### Problem to solve
Pull out every line in the data that has the string "false" in it.

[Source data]
****

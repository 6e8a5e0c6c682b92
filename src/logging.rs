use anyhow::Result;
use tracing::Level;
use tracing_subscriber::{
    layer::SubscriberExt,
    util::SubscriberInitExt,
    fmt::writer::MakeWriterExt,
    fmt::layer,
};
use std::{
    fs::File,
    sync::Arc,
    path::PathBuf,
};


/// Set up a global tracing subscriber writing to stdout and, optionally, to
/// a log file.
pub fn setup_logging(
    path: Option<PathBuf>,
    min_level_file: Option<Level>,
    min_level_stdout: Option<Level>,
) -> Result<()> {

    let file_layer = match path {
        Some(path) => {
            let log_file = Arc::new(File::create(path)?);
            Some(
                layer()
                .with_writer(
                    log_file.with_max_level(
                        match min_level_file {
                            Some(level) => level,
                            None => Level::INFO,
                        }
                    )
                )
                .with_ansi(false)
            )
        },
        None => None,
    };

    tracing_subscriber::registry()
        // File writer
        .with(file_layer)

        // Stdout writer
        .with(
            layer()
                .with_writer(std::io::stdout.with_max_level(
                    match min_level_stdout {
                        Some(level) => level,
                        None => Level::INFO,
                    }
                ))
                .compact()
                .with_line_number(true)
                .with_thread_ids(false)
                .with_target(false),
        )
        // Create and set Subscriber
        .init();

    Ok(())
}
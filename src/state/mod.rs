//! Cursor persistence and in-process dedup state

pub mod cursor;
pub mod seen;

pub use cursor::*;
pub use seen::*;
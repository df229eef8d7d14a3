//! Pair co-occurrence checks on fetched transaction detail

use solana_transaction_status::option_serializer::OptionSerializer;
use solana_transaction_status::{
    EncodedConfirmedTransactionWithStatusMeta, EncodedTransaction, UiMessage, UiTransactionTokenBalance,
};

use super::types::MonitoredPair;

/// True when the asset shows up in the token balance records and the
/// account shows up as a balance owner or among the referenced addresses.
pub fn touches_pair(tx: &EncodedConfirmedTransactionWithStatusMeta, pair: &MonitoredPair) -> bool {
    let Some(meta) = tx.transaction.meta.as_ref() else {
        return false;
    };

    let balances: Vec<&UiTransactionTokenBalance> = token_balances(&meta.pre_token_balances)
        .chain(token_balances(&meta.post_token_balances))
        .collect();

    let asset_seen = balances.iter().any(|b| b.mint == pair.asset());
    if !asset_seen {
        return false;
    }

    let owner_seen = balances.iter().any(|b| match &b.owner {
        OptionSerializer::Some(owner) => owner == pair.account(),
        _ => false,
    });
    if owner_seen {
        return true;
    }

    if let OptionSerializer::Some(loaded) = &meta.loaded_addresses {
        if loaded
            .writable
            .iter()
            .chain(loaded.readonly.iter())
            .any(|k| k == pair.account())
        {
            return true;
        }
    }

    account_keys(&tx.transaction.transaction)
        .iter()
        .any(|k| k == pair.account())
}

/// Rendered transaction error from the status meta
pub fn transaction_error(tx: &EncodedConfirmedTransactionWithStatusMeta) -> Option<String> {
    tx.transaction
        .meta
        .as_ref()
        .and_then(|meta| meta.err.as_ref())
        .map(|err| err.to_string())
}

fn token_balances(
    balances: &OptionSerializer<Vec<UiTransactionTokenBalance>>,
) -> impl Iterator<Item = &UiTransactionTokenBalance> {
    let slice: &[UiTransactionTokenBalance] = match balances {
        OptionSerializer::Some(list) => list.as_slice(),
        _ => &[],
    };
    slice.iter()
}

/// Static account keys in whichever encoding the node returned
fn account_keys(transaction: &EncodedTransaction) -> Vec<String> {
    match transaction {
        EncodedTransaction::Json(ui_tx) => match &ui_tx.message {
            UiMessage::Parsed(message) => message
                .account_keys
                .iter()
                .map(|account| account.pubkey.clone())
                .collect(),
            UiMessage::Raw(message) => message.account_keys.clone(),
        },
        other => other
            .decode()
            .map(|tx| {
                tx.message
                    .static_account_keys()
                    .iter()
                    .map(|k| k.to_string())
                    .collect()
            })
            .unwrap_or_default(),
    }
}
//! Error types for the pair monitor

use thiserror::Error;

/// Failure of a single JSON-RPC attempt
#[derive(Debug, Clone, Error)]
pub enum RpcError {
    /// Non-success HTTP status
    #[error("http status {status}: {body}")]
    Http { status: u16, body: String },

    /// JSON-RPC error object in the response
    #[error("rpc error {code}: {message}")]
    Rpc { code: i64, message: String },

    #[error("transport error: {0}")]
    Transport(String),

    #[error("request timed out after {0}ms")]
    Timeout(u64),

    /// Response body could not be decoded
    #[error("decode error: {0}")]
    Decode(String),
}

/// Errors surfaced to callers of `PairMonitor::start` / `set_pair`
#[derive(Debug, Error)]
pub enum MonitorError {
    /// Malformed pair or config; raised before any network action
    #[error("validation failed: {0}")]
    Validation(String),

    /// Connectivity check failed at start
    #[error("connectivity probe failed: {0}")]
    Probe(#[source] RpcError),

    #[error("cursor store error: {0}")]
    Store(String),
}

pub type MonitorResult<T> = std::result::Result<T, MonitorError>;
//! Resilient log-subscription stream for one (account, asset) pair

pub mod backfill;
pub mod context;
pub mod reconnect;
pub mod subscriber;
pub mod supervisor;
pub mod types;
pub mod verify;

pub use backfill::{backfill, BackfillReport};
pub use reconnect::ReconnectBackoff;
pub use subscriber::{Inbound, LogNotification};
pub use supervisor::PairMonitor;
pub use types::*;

****

### Exercise answer
                .with_ansi(false)
                .with_thread_ids(false)
                .with_target(false),
        return false;
        return false;
        _ => false,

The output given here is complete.